At a time more long term and post-acute care providers are either exploring or actually starting their own Medicare Advantage (MA) plans, new research shows that seniors are not likely to switch from one MA plan to another when given the opportunity every open enrollment period.

In a new report by the Kaiser Family Foundation (KFF), “No Itch to Switch: Few Medicare Beneficiaries Switch Plans During the Open Enrollment Period,” researchers said even though MA plans vary greatly from one another and change from year to year in their benefit offerings and structure, the fact is not many beneficiaries change their selection. This also holds true for beneficiaries and stand-alone Part D prescription drugs plans (PDPs), the report said.

The non-movement by consumers also is happening as the Centers for Medicaid & Medicare Services (CMS) encourages beneficiaries to shop around for new plans to potentially save money on prescriptions or get new benefits.

“Overall, a small share of MA-PD [MA-Part D] and PDP enrollees without low-income subsidies (8 percent and 10 percent, respectively) voluntarily switched to another plan during the 2016 annual open enrollment period for the 2017 plan year,” KFF said.

Among 9.4 million MA-PD enrollees without low-income subsidies, 7.6 percent (710,000 beneficiaries) voluntarily switched to another MA-PD during the 2016 open enrollment period for 2017, and another 0.9 percent (90,000 beneficiaries) switched from an MA-PD to traditional Medicare (with a PDP).

And, the report said of the 11.7 million PDP enrollees without low-income subsidies, 8.3 percent (980,000 beneficiaries) changed to another PDP and another 1.7 percent (200,000 beneficiaries) switched to an MA-PD during the 2016 open enrollment period for 2017.

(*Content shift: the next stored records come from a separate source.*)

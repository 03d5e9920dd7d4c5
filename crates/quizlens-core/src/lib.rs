//! quizlens-core: Quiz and syllabus model, topic analytics, and mapping.
//!
//! This crate defines the quiz/syllabus data model, the aggregate statistics
//! computed over it, the ingestion loaders, and the topic-mapping seam that
//! the rest of quizlens builds on.

pub mod engine;
pub mod error;
pub mod model;
pub mod parser;
pub mod report;
pub mod statistics;
pub mod traits;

Researchers noted that only a small slice of Part D enrollees switch to MA-only plans or traditional Medicare without Part D coverage; they are excluded from this analysis.

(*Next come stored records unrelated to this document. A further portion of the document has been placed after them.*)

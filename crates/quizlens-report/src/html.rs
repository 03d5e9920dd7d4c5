//! HTML report generator.
//!
//! Produces a self-contained HTML file with all CSS/JS inlined.

use std::collections::BTreeMap;
use std::path::Path;

use anyhow::{Context, Result};

use quizlens_core::report::AnalyticsSummary;
use quizlens_core::statistics::TopicStats;

/// Escape a string for safe HTML insertion.
fn html_escape(s: &str) -> String {
    s.replace('&', "&amp;")
        .replace('<', "&lt;")
        .replace('>', "&gt;")
        .replace('"', "&quot;")
        .replace('\'', "&#x27;")
}

/// Generate an HTML report from an analytics summary.
pub fn generate_html(summary: &AnalyticsSummary) -> String {
    let mut html = String::new();

    let course = match &summary.course_code {
        Some(code) => format!("{} ({})", summary.course_name, code),
        None => summary.course_name.clone(),
    };

    html.push_str("<!DOCTYPE html>\n<html lang=\"en\">\n<head>\n");
    html.push_str("<meta charset=\"utf-8\">\n");
    html.push_str("<meta name=\"viewport\" content=\"width=device-width, initial-scale=1\">\n");
    html.push_str(&format!(
        "<title>quizlens report: {}</title>\n",
        html_escape(&summary.quiz_name)
    ));
    html.push_str("<style>\n");
    html.push_str(CSS);
    html.push_str("</style>\n");
    html.push_str("</head>\n<body>\n");

    // Header
    html.push_str("<header>\n");
    html.push_str(&format!("<h1>{}</h1>\n", html_escape(&summary.quiz_name)));
    html.push_str(&format!(
        "<p class=\"meta\">{} | quiz date {} | generated {}</p>\n",
        html_escape(&course),
        summary.quiz_date.format("%Y-%m-%d"),
        summary.created_at.format("%Y-%m-%d %H:%M:%S UTC")
    ));
    html.push_str("</header>\n");

    // Headline metrics
    html.push_str("<section class=\"dashboard\">\n");
    html.push_str("<h2>Summary</h2>\n<div class=\"metrics\">\n");
    for (label, value) in [
        ("Students", summary.student_count.to_string()),
        ("Questions", summary.question_count.to_string()),
        ("Points possible", format!("{:.1}", summary.total_possible)),
        ("Class average", format!("{:.1}%", summary.class_average)),
        ("Weak threshold", format!("{:.0}%", summary.threshold)),
    ] {
        html.push_str(&format!(
            "<div class=\"metric\"><span class=\"value\">{value}</span><span class=\"label\">{label}</span></div>\n"
        ));
    }
    html.push_str("</div>\n");

    if !summary.weakest_topics.is_empty() {
        let names: Vec<String> = summary
            .weakest_topics
            .iter()
            .map(|t| html_escape(t))
            .collect();
        html.push_str(&format!(
            "<p class=\"warning\">Topics below {:.0}%: {}</p>\n",
            summary.threshold,
            names.join(", ")
        ));
    }
    if !summary.unmapped_questions.is_empty() {
        let ids: Vec<String> = summary
            .unmapped_questions
            .iter()
            .map(u32::to_string)
            .collect();
        html.push_str(&format!(
            "<p class=\"meta\">Questions without a topic: {}</p>\n",
            ids.join(", ")
        ));
    }
    html.push_str("</section>\n");

    // Sections
    if !summary.sections.is_empty() {
        html.push_str("<section class=\"sections\">\n<h2>Sections</h2>\n");
        html.push_str("<table>\n");
        html.push_str("<thead><tr><th>Section</th><th>Students</th><th>Average</th></tr></thead>\n");
        html.push_str("<tbody>\n");
        for stats in summary.sections.values() {
            html.push_str(&format!(
                "<tr><td>{}</td><td>{}</td><td>{:.1}%</td></tr>\n",
                html_escape(&stats.section),
                stats.student_count,
                stats.average_percentage
            ));
        }
        html.push_str("</tbody></table>\n</section>\n");
    }

    // Topics
    html.push_str("<section class=\"topics\">\n<h2>Topics</h2>\n");
    if summary.topics.is_empty() {
        html.push_str("<p class=\"meta\">No questions are mapped to topics.</p>\n");
    } else {
        html.push_str(&generate_bar_chart(&summary.topics, summary.threshold));
        html.push_str("<table class=\"sortable\" id=\"topics\">\n");
        html.push_str("<thead><tr><th onclick=\"sortTable('topics', 0)\">Topic</th><th onclick=\"sortTable('topics', 1)\">Questions</th><th onclick=\"sortTable('topics', 2)\">Responses</th><th onclick=\"sortTable('topics', 3)\">Average</th><th onclick=\"sortTable('topics', 4)\">Students below threshold</th></tr></thead>\n");
        html.push_str("<tbody>\n");
        for stats in summary.topics.values() {
            let class = row_class(stats, summary.threshold);
            html.push_str(&format!(
                "<tr class=\"{}\"><td>{}</td><td>{}</td><td>{}</td><td>{:.1}%</td><td>{}</td></tr>\n",
                class,
                html_escape(&stats.topic),
                stats.question_count,
                stats.response_count,
                stats.average_percentage,
                stats.weak_student_count
            ));
        }
        html.push_str("</tbody></table>\n");
    }
    html.push_str("</section>\n");

    // Students
    html.push_str("<section class=\"students\">\n<h2>Students</h2>\n");
    html.push_str("<table class=\"sortable\" id=\"students\">\n");
    html.push_str("<thead><tr><th onclick=\"sortTable('students', 0)\">ID</th><th onclick=\"sortTable('students', 1)\">Name</th><th onclick=\"sortTable('students', 2)\">Section</th><th onclick=\"sortTable('students', 3)\">Score</th><th onclick=\"sortTable('students', 4)\">Percentage</th><th>Weak topics</th></tr></thead>\n");
    html.push_str("<tbody>\n");
    for student in &summary.students {
        let class = if student.percentage < summary.threshold {
            "weak"
        } else {
            "ok"
        };
        let weak: Vec<String> = student.weak_topics.iter().map(|t| html_escape(t)).collect();
        html.push_str(&format!(
            "<tr class=\"{}\"><td>{}</td><td>{}</td><td>{}</td><td>{:.1}/{:.1}</td><td>{:.1}%</td><td>{}</td></tr>\n",
            class,
            html_escape(&student.student_id),
            html_escape(&student.name),
            html_escape(&student.section),
            student.total_score,
            student.total_possible,
            student.percentage,
            weak.join(", ")
        ));
    }
    html.push_str("</tbody></table>\n</section>\n");

    // Recommendations
    if let Some(recommendations) = &summary.recommendations {
        html.push_str("<section class=\"recommendations\">\n<h2>Recommendations</h2>\n");
        for paragraph in recommendations.split("\n\n").filter(|p| !p.trim().is_empty()) {
            html.push_str(&format!(
                "<p>{}</p>\n",
                html_escape(paragraph.trim()).replace('\n', "<br>\n")
            ));
        }
        html.push_str("</section>\n");
    }

    // Raw JSON
    html.push_str("<section class=\"raw-data\">\n");
    html.push_str("<details>\n<summary>Raw JSON Data</summary>\n");
    html.push_str("<pre><code>");
    html.push_str(&html_escape(
        &serde_json::to_string_pretty(summary).unwrap_or_default(),
    ));
    html.push_str("</code></pre>\n");
    html.push_str("</details>\n</section>\n");

    html.push_str("<script>\n");
    html.push_str(JS);
    html.push_str("</script>\n");

    html.push_str("</body>\n</html>");
    html
}

/// Write an HTML report to a file, creating parent directories.
pub fn write_html_report(summary: &AnalyticsSummary, path: &Path) -> Result<()> {
    let html = generate_html(summary);
    if let Some(parent) = path.parent() {
        std::fs::create_dir_all(parent)
            .with_context(|| format!("failed to create {}", parent.display()))?;
    }
    std::fs::write(path, html)
        .with_context(|| format!("failed to write HTML report: {}", path.display()))?;
    Ok(())
}

fn row_class(stats: &TopicStats, threshold: f64) -> &'static str {
    if stats.response_count > 0 && stats.average_percentage < threshold {
        "weak"
    } else {
        "ok"
    }
}

fn generate_bar_chart(topics: &BTreeMap<String, TopicStats>, threshold: f64) -> String {
    let bar_height = 24;
    let max_width = 400;
    let padding = 8;
    let label_width = 220;

    let total_height = topics.len() * (bar_height + padding) + padding;

    let mut svg = format!(
        "<svg width=\"{}\" height=\"{}\" xmlns=\"http://www.w3.org/2000/svg\">\n",
        label_width + max_width + 70,
        total_height
    );

    for (i, stats) in topics.values().enumerate() {
        let y = i * (bar_height + padding) + padding;
        let pct = stats.average_percentage.clamp(0.0, 100.0);
        let width = (pct / 100.0 * max_width as f64) as usize;

        let color = if pct < threshold {
            "#ef4444"
        } else if pct < threshold + 10.0 {
            "#eab308"
        } else {
            "#22c55e"
        };

        svg.push_str(&format!(
            "  <text x=\"{}\" y=\"{}\" font-size=\"14\" fill=\"currentColor\" text-anchor=\"end\" dominant-baseline=\"middle\">{}</text>\n",
            label_width - 10,
            y + bar_height / 2,
            html_escape(&stats.topic)
        ));
        svg.push_str(&format!(
            "  <rect x=\"{}\" y=\"{}\" width=\"{}\" height=\"{}\" fill=\"{}\" rx=\"4\"/>\n",
            label_width, y, width, bar_height, color
        ));
        svg.push_str(&format!(
            "  <text x=\"{}\" y=\"{}\" font-size=\"12\" fill=\"currentColor\" dominant-baseline=\"middle\">{:.1}%</text>\n",
            label_width + width + 8,
            y + bar_height / 2,
            stats.average_percentage
        ));
    }

    // threshold marker
    let x = label_width + (threshold.clamp(0.0, 100.0) / 100.0 * max_width as f64) as usize;
    svg.push_str(&format!(
        "  <line x1=\"{x}\" y1=\"0\" x2=\"{x}\" y2=\"{total_height}\" stroke=\"#6b7280\" stroke-dasharray=\"4 4\"/>\n"
    ));

    svg.push_str("</svg>\n");
    svg
}

const CSS: &str = r#"
:root { --bg: #fff; --fg: #1a1a1a; --border: #e5e7eb; --ok: #dcfce7; --weak: #fde2e2; }
@media (prefers-color-scheme: dark) {
  :root { --bg: #111827; --fg: #f9fafb; --border: #374151; --ok: #064e3b; --weak: #7f1d1d; }
}
body { font-family: -apple-system, BlinkMacSystemFont, 'Segoe UI', sans-serif; margin: 0; padding: 2rem; background: var(--bg); color: var(--fg); }
h1, h2 { margin-top: 2rem; }
.meta { color: #6b7280; }
.warning { font-weight: bold; color: #b91c1c; }
.metrics { display: flex; gap: 1rem; flex-wrap: wrap; }
.metric { border: 1px solid var(--border); border-radius: 8px; padding: 1rem 1.5rem; display: flex; flex-direction: column; }
.metric .value { font-size: 1.5rem; font-weight: bold; }
.metric .label { color: #6b7280; font-size: 0.85rem; }
table { border-collapse: collapse; width: 100%; margin: 1rem 0; }
th, td { border: 1px solid var(--border); padding: 0.5rem 1rem; text-align: left; }
th { background: var(--border); }
table.sortable th[onclick] { cursor: pointer; }
.ok { background: var(--ok); }
.weak { background: var(--weak); }
pre { overflow-x: auto; padding: 1rem; background: var(--border); border-radius: 8px; }
code { font-family: 'JetBrains Mono', 'Fira Code', monospace; font-size: 0.85rem; }
details { margin: 1rem 0; }
summary { cursor: pointer; font-weight: bold; }
svg { margin: 1rem 0; }
"#;

const JS: &str = r#"
function sortTable(id, col) {
  const table = document.getElementById(id);
  const tbody = table.querySelector('tbody');
  const rows = Array.from(tbody.querySelectorAll('tr'));
  const asc = table.dataset.sortCol == col && table.dataset.sortDir == 'asc' ? false : true;
  rows.sort((a, b) => {
    const va = a.cells[col].textContent;
    const vb = b.cells[col].textContent;
    const na = parseFloat(va), nb = parseFloat(vb);
    const cmp = !isNaN(na) && !isNaN(nb) ? na - nb : va.localeCompare(vb);
    return asc ? cmp : -cmp;
  });
  table.dataset.sortCol = col;
  table.dataset.sortDir = asc ? 'asc' : 'desc';
  rows.forEach(r => tbody.appendChild(r));
}
"#;

#[cfg(test)]
mod tests {
    use super::*;
    use quizlens_core::model::{Question, Quiz, Student, StudentResponse, Syllabus};

    fn make_test_summary() -> AnalyticsSummary {
        let mut quiz = Quiz::new("Midterm <1>", "Intro to Programming");
        quiz.add_question(Question::new(1, "q1", "", 10.0).with_topic("Loops"));
        quiz.add_question(Question::new(2, "q2", "", 10.0).with_topic("Recursion & Stacks"));
        quiz.add_question(Question::new(3, "q3", "", 5.0));
        quiz.add_student(
            Student::new("s1", "Ada", "A")
                .with_response(StudentResponse::new(1, "", 9.0))
                .with_response(StudentResponse::new(2, "", 3.0)),
        );
        quiz.add_student(
            Student::new("s2", "Grace", "B")
                .with_response(StudentResponse::new(1, "", 10.0))
                .with_response(StudentResponse::new(2, "", 8.0)),
        );
        let syllabus = Syllabus::new("Intro to Programming", "CS 101");
        let mut summary = AnalyticsSummary::compute(&quiz, Some(&syllabus), 70.0);
        summary.id = uuid::Uuid::nil();
        summary
    }

    #[test]
    fn html_report_contains_required_elements() {
        let summary = make_test_summary();
        let html = generate_html(&summary);

        assert!(html.contains("<html"));
        assert!(html.contains("</html>"));
        assert!(html.contains("Midterm &lt;1&gt;"));
        assert!(html.contains("Intro to Programming (CS 101)"));
        assert!(html.contains("<svg"));
        assert!(html.contains("Ada"));
        assert!(html.contains("Grace"));
        assert!(html.contains("Questions without a topic: 3"));
        assert!(!html.contains("<h2>Recommendations</h2>"));
    }

    #[test]
    fn weak_topics_are_highlighted() {
        let summary = make_test_summary();
        let html = generate_html(&summary);

        // Recursion averages 55%, Loops 95%
        assert!(html.contains("<tr class=\"weak\"><td>Recursion &amp; Stacks</td>"));
        assert!(html.contains("<tr class=\"ok\"><td>Loops</td>"));
        assert!(html.contains("Topics below 70%: Recursion &amp; Stacks"));
    }

    #[test]
    fn recommendations_are_escaped() {
        let mut summary = make_test_summary();
        summary.attach_recommendations("1. Review <recursion>.\n\n2. Pair students.");
        let html = generate_html(&summary);

        assert!(html.contains("<h2>Recommendations</h2>"));
        assert!(html.contains("<p>1. Review &lt;recursion&gt;.</p>"));
        assert!(html.contains("<p>2. Pair students.</p>"));
    }

    #[test]
    fn raw_json_is_escaped() {
        let summary = make_test_summary();
        let html = generate_html(&summary);
        assert!(!html.contains("\"Midterm <1>\""));
        assert!(html.contains("&quot;quiz_name&quot;"));
    }

    #[test]
    fn html_report_write_to_file() {
        let summary = make_test_summary();
        let dir = tempfile::tempdir().unwrap();
        let path = dir.path().join("nested").join("report.html");

        write_html_report(&summary, &path).unwrap();
        assert!(path.exists());

        let content = std::fs::read_to_string(&path).unwrap();
        assert!(content.contains("<html"));
    }
}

“A substantial majority of Medicare private plan enrollees have not voluntarily switched plans in any given year over the time period of this analysis,” the report said. During the open enrollment periods between 2007 and 2016, the share of enrollees without low-income subsidies switching plans on their own for the coming year ranged between 6 and 11 percent for people in MA drug plans, and between 10 and 13 percent among those in stand-alone PDPs.

Of the individuals who did not switch in any given year are Medicare beneficiaries who were enrolled in plans that left the market and were “crosswalked” (that is, automatically enrolled) by their plan sponsor into a new plan the following year.

“This means their plan is different from the previous year, but they did not voluntarily choose a new plan,” report authors said.

For the 2017 plan year (corresponding to the 2016 open enrollment period), this comprised roughly 8 percent of MA-PD enrollees and 3 percent of PDP enrollees. Another small share of enrollees involuntarily switched MA-PDs (3 percent) or PDPs (less than 1 percent) because their plan exited the market for 2017 and they were not automatically crosswalked into a new plan.

In discussing what all of this means, the report said it is important to note that there are indeed a lot of options for most Medicare beneficiaries to weigh with an average of 28 MA plans and the same number of 28 stand-alone Part D plans available to beneficiaries in 2020.

“Relatively low rates of plan switching during the open enrollment period could indicate that beneficiaries are generally satisfied with their current plan and therefore have little motivation to compare and switch plans, or they may be actively choosing to remain in their plan after comparing other available options,” the report said.

Conversely, authors said low switching rates could also mean that many beneficiaries find the shopping around for a new plan process too daunting, are possibly not aware of the open enrollment season, or have limited confidence in their ability to choose a better plan.